Venezuela: PDVSA issuance counteracts dollar shortage

COPYING AND DISTRIBUTING ARE PROHIBITED WITHOUT PERMISSION OF THE PUBLISHER: SContreras@Euromoney.com

By:
Jason Mitchell
Published on:

Clampdown on black market FX trade; Long-term fears about default

PDVSA, Venezuela’s state-owned oil company, is issuing larger amounts of debt in the international markets so that individuals and corporations in the country have access to US dollars, after the government stopped local brokerages from exchanging dollars on the black market last year.

The company issued a total of $10.8 billion of debt last year maturing in 2014, 2017 and 2022, according to Barclays Capital. It pays the highest yield – more than 16% on the 2017 paper and 17.5% on the 2022 paper – of any sovereign or corporate in the emerging markets.

Last May, Venezuelan police and prosecutors raided 30 of the country’s brokerage houses to stop them from trading on the parallel foreign exchange market. The official exchange rate is 4.2 bolivars to the US dollar but the black market rate can be as high as 8.7 bolivars.

However, the clampdown led to a shortage of dollars and the government has had to find other mechanisms to obtain them, especially for individuals who are friendly towards president Hugo Chávez’s government.

"Venezuela has been using PDVSA as a tool to support the country’s fiscal and monetary policy"

Juan Cruz, Barclays Capital

"Increasingly, Venezuela has been using PDVSA as a tool to support the country’s fiscal and monetary policy," says Juan Cruz, a Venezuela analyst at Barclays Capital.

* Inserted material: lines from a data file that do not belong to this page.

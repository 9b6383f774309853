//! Bank integrations.
//!
//! Each family implements [`PaymentProvider`](crate::domain::ports::PaymentProvider)
//! on its own; the helpers below are only the hashing and parsing bits they
//! happen to share.

pub mod garanti;
pub mod nestpay;

use crate::domain::attempt::Field;
use crate::error::{PaymentError, Result};
use base64::Engine;
use base64::engine::general_purpose::STANDARD;
use rust_decimal::Decimal;
use sha2::{Digest, Sha512};
use subtle::ConstantTimeEq;

pub use garanti::GarantiProvider;
pub use nestpay::NestPayProvider;

pub(crate) fn sha512_base64(data: &str) -> String {
    STANDARD.encode(Sha512::digest(data.as_bytes()))
}

pub(crate) fn sha512_hex_upper(data: &str) -> String {
    hex::encode_upper(Sha512::digest(data.as_bytes()))
}

pub(crate) fn hashes_match(expected: &str, received: &str) -> bool {
    expected.as_bytes().ct_eq(received.trim().as_bytes()).into()
}

/// 3-D Secure `mdStatus` values that mean the cardholder was authenticated
/// (full, half or attempted authentication).
pub(crate) fn md_status_authenticated(md_status: &str) -> bool {
    matches!(md_status.trim(), "1" | "2" | "3" | "4")
}

/// Errors out when a credential is blank.
pub(crate) fn required<'a>(bank: &str, name: &str, value: &'a str) -> Result<&'a str> {
    let value = value.trim();
    if value.is_empty() {
        return Err(PaymentError::ProviderConfiguration(format!(
            "{}: {} is not configured",
            bank, name
        )));
    }
    Ok(value)
}

/// Single payments are sent with an empty installment field.
pub(crate) fn installment_field(bank: &str, installment: u8, max: u8) -> Result<String> {
    if installment == 0 || installment > max {
        return Err(PaymentError::invalid(
            Field::Installment,
            format!("{} supports 1 to {} installments", bank, max),
        ));
    }
    Ok(if installment == 1 {
        String::new()
    } else {
        installment.to_string()
    })
}

pub(crate) fn non_blank(value: Option<&str>) -> Option<String> {
    value
        .map(str::trim)
        .filter(|v| !v.is_empty())
        .map(str::to_string)
}

pub(crate) fn major_units(amount: Decimal) -> String {
    format!("{:.2}", amount.round_dp(2))
}

pub(crate) fn minor_units(amount: Decimal) -> String {
    (amount * Decimal::ONE_HUNDRED)
        .round_dp(0)
        .normalize()
        .to_string()
}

In 2010, PDVSA’s net profit was $3.1 billion, down 30.5% on 2009’s $4.5 billion. This was prompted by a 35% increase in fiscal contributions to $33.2 billion from $24.6 billion in 2009. The state is taking 80% of the increase in gross profits, according to Barclays Capital.

Experts are concerned that in the long term PDVSA could have problems with servicing the debt it is assuming, essentially on behalf of the state.

"The risk of default by the company can be overstated in the short term," says Cruz. "It should be remembered that sovereign Venezuela and Venezuelan corporations have never defaulted on their debt, unlike in Argentina where bonds trade at considerably lower yields than Venezuela. The problem is that the markets have to factor in how peaceful a transition to a post-Chávez landscape would be. They just do not know that."

He says that in the short term – with high oil prices – PDVSA has substantial cashflow and has no issue with servicing the debt. Furthermore, the government has made servicing one of its highest priorities.

However, Barclays Capital says that a worst-case outcome must be considered in case the transition to a post-Chávez era is not peaceful and, using the corporate restructurings in Argentina as a proxy for default, it estimates average recovery at 66.6% of par claims.